Saved data entries:
[Start of section]

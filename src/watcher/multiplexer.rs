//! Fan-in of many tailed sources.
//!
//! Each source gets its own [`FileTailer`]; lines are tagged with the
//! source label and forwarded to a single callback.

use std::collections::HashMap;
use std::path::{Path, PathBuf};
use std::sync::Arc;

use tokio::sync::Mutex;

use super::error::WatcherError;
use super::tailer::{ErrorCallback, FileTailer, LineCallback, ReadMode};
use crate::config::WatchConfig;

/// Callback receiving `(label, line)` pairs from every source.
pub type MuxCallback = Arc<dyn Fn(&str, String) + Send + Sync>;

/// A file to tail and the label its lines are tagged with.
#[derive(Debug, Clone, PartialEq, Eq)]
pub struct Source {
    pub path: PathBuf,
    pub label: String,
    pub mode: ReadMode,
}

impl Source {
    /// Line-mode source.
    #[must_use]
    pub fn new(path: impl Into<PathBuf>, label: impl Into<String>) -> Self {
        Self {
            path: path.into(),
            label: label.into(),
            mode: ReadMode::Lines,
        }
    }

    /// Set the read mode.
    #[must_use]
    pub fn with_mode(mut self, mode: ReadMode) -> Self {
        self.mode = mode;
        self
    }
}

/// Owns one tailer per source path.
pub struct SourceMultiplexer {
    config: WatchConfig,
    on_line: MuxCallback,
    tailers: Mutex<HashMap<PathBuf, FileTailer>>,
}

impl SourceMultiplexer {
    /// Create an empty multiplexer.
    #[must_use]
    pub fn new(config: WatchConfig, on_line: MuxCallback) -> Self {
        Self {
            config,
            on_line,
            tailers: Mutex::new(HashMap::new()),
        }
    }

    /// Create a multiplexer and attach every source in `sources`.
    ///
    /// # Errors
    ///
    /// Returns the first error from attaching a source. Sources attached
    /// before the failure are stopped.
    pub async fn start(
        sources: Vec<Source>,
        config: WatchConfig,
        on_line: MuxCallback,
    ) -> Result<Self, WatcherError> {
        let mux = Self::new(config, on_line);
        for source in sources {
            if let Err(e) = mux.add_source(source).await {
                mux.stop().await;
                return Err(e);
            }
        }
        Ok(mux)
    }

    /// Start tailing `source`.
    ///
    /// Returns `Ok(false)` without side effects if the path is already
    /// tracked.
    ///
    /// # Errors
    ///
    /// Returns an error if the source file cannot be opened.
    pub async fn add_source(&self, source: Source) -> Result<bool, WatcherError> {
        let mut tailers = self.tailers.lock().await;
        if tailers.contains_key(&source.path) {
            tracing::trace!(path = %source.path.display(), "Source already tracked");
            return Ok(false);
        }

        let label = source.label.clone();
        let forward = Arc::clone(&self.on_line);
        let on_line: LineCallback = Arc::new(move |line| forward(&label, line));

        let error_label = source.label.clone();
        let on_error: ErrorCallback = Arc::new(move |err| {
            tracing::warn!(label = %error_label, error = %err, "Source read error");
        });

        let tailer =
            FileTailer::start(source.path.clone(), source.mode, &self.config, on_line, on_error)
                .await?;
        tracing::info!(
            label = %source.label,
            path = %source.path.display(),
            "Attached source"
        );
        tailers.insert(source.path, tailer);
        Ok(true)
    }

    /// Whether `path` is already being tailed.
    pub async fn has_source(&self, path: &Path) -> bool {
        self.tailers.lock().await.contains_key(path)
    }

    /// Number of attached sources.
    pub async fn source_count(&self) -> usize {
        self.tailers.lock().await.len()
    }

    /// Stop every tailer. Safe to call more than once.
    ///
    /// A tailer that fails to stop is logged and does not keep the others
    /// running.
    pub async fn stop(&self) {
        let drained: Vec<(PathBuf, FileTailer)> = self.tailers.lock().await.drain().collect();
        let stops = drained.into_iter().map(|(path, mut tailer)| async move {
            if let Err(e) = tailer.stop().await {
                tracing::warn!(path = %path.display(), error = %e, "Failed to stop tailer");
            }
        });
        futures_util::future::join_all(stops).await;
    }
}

[End of section]
[Start of section]

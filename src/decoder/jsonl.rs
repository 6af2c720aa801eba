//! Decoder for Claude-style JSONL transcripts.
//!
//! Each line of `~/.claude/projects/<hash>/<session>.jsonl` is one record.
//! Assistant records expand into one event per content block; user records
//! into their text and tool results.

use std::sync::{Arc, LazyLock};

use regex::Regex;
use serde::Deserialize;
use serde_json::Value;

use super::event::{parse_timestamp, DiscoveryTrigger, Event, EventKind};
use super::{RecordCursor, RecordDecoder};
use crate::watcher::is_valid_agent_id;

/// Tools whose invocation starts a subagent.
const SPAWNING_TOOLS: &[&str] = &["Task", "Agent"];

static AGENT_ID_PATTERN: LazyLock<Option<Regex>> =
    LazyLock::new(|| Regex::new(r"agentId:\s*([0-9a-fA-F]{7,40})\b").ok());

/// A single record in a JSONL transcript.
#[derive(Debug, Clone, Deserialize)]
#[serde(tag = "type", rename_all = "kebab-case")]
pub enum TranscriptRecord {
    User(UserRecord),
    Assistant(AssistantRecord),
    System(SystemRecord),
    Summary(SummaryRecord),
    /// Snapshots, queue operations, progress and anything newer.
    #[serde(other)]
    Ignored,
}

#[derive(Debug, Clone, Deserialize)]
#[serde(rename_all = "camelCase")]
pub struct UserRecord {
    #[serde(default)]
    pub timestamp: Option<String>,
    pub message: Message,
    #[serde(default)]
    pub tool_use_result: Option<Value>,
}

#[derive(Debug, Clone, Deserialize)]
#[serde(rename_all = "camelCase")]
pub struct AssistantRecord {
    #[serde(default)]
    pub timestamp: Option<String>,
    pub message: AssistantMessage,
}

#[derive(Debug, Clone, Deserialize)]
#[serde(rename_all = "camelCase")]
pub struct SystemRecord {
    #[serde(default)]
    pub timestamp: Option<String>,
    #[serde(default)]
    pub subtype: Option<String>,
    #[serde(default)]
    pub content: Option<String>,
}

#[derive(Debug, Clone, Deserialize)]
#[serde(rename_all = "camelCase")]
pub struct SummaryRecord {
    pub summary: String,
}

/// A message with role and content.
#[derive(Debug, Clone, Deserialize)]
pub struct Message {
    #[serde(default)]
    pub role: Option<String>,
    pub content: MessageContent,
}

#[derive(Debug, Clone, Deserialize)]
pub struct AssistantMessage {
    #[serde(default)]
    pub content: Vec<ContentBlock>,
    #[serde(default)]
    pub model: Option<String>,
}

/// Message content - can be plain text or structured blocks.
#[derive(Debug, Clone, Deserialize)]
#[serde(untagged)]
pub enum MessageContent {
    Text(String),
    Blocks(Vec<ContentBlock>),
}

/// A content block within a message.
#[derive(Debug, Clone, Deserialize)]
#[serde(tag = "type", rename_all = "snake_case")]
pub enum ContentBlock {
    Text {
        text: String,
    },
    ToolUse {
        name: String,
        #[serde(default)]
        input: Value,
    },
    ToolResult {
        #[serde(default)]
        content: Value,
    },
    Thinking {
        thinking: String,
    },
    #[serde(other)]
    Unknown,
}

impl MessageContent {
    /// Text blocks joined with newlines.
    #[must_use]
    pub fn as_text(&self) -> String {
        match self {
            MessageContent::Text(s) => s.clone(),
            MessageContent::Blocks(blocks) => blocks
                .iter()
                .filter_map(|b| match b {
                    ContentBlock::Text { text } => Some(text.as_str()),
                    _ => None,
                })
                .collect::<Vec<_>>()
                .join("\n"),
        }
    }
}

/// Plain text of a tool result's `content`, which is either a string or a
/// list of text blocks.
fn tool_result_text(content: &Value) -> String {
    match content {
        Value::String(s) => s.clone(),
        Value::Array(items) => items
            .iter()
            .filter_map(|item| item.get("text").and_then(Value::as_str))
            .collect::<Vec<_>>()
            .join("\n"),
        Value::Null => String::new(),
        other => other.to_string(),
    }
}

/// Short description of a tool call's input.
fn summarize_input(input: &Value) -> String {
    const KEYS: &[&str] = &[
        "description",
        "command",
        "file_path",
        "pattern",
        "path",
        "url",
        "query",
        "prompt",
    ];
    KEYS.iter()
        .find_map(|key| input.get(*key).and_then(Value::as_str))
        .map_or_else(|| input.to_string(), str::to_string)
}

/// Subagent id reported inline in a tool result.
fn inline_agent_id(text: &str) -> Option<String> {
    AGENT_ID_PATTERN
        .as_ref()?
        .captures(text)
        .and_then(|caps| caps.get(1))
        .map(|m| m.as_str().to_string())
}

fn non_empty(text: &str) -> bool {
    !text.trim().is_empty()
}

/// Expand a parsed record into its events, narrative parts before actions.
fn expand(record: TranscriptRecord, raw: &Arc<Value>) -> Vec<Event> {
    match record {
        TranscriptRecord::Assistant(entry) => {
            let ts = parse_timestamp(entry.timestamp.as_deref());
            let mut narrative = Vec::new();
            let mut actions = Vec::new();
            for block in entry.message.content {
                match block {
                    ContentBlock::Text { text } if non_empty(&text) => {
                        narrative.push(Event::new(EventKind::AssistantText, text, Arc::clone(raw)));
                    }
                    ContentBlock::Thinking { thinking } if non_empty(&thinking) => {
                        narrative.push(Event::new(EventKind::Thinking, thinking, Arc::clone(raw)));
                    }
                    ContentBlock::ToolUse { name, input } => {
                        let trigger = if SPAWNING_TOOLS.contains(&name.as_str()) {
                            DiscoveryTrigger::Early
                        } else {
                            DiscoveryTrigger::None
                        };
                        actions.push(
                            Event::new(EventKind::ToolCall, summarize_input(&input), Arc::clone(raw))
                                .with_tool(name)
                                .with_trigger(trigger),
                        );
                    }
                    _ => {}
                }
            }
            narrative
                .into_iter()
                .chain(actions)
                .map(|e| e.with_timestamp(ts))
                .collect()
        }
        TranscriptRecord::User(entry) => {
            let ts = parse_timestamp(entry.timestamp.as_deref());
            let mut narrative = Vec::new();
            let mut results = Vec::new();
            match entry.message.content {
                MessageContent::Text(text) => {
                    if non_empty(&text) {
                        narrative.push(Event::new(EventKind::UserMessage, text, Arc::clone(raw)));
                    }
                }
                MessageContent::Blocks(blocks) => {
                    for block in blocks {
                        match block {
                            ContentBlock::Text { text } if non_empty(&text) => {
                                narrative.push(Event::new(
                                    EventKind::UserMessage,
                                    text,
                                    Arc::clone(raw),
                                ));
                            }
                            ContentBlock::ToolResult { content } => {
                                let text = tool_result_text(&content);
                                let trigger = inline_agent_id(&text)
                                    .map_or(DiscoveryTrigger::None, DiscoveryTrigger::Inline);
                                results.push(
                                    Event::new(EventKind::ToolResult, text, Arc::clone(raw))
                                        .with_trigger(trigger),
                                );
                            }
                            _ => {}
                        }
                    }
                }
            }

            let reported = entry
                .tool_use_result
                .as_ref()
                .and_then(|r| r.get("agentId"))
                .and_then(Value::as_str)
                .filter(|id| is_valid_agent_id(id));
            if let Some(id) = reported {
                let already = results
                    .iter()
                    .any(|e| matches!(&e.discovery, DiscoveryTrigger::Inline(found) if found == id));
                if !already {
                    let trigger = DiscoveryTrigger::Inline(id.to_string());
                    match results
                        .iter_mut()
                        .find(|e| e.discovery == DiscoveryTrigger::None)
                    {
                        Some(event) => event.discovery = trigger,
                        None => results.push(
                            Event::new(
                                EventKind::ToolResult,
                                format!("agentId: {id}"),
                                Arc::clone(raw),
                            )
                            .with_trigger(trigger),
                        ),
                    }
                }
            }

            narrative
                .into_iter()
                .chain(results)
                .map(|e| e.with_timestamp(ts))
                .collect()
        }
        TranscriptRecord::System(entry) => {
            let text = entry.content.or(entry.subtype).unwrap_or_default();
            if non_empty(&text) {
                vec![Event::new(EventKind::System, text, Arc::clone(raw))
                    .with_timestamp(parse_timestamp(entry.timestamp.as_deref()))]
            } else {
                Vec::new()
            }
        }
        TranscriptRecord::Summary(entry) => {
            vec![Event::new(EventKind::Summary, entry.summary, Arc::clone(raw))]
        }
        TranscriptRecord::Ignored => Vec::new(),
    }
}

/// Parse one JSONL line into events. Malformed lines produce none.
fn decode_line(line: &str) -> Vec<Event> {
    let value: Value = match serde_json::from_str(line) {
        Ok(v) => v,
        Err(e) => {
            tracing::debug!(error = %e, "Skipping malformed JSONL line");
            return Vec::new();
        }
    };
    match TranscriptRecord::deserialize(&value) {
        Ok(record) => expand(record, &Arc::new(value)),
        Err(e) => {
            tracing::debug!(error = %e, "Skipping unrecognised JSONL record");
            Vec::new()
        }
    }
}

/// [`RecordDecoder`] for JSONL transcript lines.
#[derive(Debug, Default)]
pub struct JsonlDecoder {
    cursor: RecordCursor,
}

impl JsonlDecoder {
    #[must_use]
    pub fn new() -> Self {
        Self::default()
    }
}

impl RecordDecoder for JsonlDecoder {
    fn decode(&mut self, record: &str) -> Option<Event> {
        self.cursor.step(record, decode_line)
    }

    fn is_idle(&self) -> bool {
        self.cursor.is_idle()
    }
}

[End of section]
[Start of section]

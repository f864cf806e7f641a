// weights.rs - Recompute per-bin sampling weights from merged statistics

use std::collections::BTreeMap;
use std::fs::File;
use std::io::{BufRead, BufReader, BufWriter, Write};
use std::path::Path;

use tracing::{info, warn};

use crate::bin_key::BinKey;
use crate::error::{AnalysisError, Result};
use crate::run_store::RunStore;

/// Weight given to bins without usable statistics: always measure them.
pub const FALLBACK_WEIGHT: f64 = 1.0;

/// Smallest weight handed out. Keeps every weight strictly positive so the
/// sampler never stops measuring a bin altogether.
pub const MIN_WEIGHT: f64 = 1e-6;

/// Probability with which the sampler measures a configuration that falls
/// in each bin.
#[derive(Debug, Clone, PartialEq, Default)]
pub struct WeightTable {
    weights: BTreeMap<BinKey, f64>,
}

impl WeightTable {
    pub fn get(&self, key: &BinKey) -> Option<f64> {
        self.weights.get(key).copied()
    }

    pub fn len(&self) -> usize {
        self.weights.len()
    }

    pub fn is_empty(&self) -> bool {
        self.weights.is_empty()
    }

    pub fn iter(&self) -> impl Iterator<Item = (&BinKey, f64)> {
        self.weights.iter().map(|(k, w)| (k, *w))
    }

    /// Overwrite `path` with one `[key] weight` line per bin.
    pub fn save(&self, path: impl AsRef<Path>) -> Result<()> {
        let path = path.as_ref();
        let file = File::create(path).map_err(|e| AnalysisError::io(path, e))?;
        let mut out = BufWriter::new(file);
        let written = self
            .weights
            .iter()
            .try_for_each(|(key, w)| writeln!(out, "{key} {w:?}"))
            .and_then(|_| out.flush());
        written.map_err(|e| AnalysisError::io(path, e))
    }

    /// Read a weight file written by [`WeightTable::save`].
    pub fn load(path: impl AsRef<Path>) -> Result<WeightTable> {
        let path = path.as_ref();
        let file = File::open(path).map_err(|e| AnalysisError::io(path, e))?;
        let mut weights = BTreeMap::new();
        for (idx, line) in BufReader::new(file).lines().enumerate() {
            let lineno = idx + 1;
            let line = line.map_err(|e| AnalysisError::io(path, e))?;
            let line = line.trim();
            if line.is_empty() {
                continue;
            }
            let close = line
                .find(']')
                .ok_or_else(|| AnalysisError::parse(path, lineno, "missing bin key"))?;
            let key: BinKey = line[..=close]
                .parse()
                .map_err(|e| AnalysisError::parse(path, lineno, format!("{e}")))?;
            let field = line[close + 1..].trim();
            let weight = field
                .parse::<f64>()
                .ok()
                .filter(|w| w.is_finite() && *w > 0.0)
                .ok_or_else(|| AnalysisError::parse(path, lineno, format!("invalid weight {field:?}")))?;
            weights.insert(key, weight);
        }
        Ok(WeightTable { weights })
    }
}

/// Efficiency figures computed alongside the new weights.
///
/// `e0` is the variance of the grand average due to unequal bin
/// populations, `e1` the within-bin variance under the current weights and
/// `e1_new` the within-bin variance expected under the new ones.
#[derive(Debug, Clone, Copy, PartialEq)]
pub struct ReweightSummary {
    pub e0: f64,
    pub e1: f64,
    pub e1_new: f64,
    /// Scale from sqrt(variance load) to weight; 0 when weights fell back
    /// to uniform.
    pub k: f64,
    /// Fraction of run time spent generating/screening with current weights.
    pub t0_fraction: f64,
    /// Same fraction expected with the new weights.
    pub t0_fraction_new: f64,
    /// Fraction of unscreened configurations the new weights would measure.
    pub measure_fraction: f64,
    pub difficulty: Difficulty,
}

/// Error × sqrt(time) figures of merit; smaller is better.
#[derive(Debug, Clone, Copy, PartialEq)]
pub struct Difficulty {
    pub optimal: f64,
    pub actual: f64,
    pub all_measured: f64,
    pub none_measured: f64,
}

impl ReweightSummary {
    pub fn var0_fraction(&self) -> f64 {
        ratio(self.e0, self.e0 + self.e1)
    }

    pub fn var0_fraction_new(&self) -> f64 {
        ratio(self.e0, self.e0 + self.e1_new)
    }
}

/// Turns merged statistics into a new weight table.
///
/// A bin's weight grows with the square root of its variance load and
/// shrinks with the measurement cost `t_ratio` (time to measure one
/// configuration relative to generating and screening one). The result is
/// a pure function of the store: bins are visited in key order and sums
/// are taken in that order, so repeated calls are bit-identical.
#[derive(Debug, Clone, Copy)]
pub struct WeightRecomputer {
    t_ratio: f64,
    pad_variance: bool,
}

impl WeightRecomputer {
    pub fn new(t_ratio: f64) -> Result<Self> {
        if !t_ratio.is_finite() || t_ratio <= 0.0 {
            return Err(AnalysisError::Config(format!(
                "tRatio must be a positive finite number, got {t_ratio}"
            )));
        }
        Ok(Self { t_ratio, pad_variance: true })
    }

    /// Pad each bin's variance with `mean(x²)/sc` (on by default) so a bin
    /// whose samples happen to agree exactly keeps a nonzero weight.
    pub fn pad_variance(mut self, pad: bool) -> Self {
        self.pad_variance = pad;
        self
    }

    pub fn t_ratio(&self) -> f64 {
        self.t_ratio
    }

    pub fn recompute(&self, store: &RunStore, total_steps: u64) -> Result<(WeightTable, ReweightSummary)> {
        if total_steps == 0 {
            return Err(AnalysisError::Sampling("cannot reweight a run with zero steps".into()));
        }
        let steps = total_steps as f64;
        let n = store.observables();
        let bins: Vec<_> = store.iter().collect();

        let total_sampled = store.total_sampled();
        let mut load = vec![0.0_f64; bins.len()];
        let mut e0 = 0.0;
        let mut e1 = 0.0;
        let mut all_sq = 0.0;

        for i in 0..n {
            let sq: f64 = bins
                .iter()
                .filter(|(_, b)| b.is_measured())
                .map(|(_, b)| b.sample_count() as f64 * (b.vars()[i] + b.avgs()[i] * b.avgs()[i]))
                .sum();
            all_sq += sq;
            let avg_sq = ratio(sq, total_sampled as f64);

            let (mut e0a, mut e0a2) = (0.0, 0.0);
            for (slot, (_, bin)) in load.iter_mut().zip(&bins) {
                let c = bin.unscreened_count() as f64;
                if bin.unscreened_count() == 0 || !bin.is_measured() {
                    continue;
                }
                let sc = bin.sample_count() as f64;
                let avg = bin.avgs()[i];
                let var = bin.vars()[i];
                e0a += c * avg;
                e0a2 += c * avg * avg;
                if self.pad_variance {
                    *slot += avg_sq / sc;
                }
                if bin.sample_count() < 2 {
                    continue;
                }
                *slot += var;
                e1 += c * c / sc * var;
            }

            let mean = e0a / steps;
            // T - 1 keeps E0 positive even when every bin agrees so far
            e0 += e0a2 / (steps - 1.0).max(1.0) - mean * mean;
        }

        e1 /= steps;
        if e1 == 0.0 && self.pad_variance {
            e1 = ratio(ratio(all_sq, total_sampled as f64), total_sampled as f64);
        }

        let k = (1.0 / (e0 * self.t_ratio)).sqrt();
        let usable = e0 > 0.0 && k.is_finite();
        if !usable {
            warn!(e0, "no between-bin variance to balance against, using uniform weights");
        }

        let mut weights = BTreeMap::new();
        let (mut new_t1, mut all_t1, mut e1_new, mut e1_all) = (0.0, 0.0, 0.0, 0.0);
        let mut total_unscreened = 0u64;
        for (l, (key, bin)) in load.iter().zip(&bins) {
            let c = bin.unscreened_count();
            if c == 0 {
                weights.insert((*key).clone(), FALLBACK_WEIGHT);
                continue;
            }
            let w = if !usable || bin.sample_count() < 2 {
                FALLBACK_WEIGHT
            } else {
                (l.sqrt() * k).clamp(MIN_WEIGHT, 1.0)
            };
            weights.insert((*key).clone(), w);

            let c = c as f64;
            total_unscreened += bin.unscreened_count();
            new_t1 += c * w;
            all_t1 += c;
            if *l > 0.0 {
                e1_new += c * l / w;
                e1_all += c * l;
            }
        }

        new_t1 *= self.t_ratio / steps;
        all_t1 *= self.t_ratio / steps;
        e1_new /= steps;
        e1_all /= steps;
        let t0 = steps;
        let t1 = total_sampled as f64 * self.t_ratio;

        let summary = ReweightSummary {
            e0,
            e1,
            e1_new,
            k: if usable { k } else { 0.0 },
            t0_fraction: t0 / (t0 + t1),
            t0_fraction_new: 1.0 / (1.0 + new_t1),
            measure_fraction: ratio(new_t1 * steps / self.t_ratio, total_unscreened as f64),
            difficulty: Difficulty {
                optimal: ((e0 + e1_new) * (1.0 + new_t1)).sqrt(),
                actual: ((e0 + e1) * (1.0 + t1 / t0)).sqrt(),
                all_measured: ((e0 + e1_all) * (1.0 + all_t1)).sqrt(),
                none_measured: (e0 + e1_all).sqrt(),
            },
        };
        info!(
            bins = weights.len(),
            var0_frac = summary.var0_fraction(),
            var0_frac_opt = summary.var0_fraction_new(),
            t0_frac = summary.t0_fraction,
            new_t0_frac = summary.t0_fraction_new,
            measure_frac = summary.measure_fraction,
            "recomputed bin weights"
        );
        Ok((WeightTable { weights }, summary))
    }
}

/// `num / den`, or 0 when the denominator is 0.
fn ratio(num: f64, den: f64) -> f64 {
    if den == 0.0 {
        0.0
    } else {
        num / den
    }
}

[End of section]

» Task item
Please make an exact copy of the lines above from the line with "self.pad_variance = pad;" through the line with "for (slot, (_, bin))", both ends included.

» Solution
        self.pad_variance = pad;
        self
    }

    pub fn t_ratio(&self) -> f64 {
        self.t_ratio
    }

    pub fn recompute(&self, store: &RunStore, total_steps: u64) -> Result<(WeightTable, ReweightSummary)> {
        if total_steps == 0 {
            return Err(AnalysisError::Sampling("cannot reweight a run with zero steps".into()));
        }
        let steps = total_steps as f64;
        let n = store.observables();
        let bins: Vec<_> = store.iter().collect();

        let total_sampled = store.total_sampled();
        let mut load = vec![0.0_f64; bins.len()];
        let mut e0 = 0.0;
        let mut e1 = 0.0;
        let mut all_sq = 0.0;

        for i in 0..n {
            let sq: f64 = bins
                .iter()
                .filter(|(_, b)| b.is_measured())
                .map(|(_, b)| b.sample_count() as f64 * (b.vars()[i] + b.avgs()[i] * b.avgs()[i]))
                .sum();
            all_sq += sq;
            let avg_sq = ratio(sq, total_sampled as f64);

            let (mut e0a, mut e0a2) = (0.0, 0.0);
            for (slot, (_, bin)) in load.iter_mut().zip(&bins) {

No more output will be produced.